Saying Goodbye to Cable

I’ve paid for cable over 30 years,
and all my life I used a landline phone.
Regarding Comcast Internet, it nears
about as long as cable in my home.
It’s primitive, I hear, but many peers
are likewise habit- and nostalgia-prone.
My son stepped up and in, with modern gear,
and took the cumbersome away from here.

Water Balloons

The question was – What quantity of you
is water? I assumed that it was much.
But 61%? Turns out it’s true,
of humans fully grown. A baby’s such
a budding creature, full of fluid, new,
perfection-plump and cushiony to touch,
she may be liquid 96%.
(I overspoke, but you know what I meant).

Feeling Yesterday

I felt fantastic yesterday, as soon
as I returned from twenty hours away.
I walked into my place at nearly noon,
unpacked, and spent the latter part of day
at Mom’s to lunch with several cousins missed
for more years than we meant. My appetite
received good food, my face was warmly kissed,
and for some hours everything felt right.

And even in the evening, till I slept
at 1 a.m., in front of my TV,
I felt just fine. But overnight what crept
on me is not fun symptomatically –
Is this a cold? Too often feeling well
is like an omen of an illness spell…

Too Much and Too Many

Somebody liked a poem of mine today.
It sounded unfamiliar. I reviewed.
I posted it some weeks ago, but they
approved it now. I’m grateful but subdued.
I don’t recall the stanza, though it’s mine;
I recognize the style, recollect
the thoughts I nursed composing every line,
but I forgot its syntax and aspect.

Perhaps I’ve penned too many poems to date.
I started daily work from house arrest,
when virus made pandemic made me wait
inside. I figured then some weeks at best
(for “quarantine” has 40 as its base) –
but it and I continued on apace.

Reflection

The fact is, that I’m quick to recognize
in others faults I know myself to own.
I watch you now observe disorganized
behavior in your partner, but you’re known
for such yourself. Does that not make some sense?
You focus on another’s needless course
most weekdays. And how ready his defense.
(Self-justifying is your first resource.)

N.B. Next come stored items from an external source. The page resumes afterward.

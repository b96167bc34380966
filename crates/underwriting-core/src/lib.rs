pub mod error;
pub mod growth;
pub mod scenario;
pub mod time_value;
pub mod types;

pub mod financing;
pub mod investment;
pub mod operations;

pub mod analysis;

#[cfg(feature = "cache")]
pub mod cache;

pub use analysis::{analyze_deal, DealAnalysis};
pub use error::UnderwritingError;
pub use scenario::Scenario;
pub use types::*;

/// Standard result type for all underwriting operations
pub type UnderwritingResult<T> = Result<T, UnderwritingError>;
pub mod expenses;
pub mod noi;
pub mod rent_roll;
pub mod revenue;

You’ve known your spouse for years, but you’re not close
enough to open up and clearly see.
Your coworker’s the soul you diagnose.
It shouldn’t feel like any mystery
that traits you see in him and now disdain
are clues to what goes on inside your brain.

Frankists

“Let me be frank,” our father used to state.
Or “I’ll be frank with you.” We smile/groaned.
For though a candid man, his natal fate
was carrying the word as name. Intoned
right after that was when he often taught
us how to care for goods, to be precise
with words: requests, instructions. We all sought
good data, power, much of his advice.

We took his words to heart and grew like him,
with care for all equipment, boxes kept.
For order we know every synonym.
We later tried to make our mates adept,
but reaped the tempest with our homely wind,
our father harshly mocked, ourselves chagrined.

In 1854

In 1854, conditions met
low expectation. Civic health was poor.
The gutters flooded filth and crime was debt,
in 1854.

Most lives were hard, with rats enjoying more
than peasants starved and stunted, people fret
with grief and squalor, thirsty, dirty, sore.

My tactic now is trying to forget
the present, future dashed, the end in store.
That’s why I’m reading all these stories set
in 1854.

Avo Bath

I didn’t suffer a calamity –
a canceled train one way, and coming back,
computers down and signs nowhere to see,
while overnight my sleep was out of whack.
I witnessed toddler grief, frustrated glee,
and tired parents’ stamina too slack.
I made it home. I stripped though I was clean,
and stepped into a bath I bombed with green.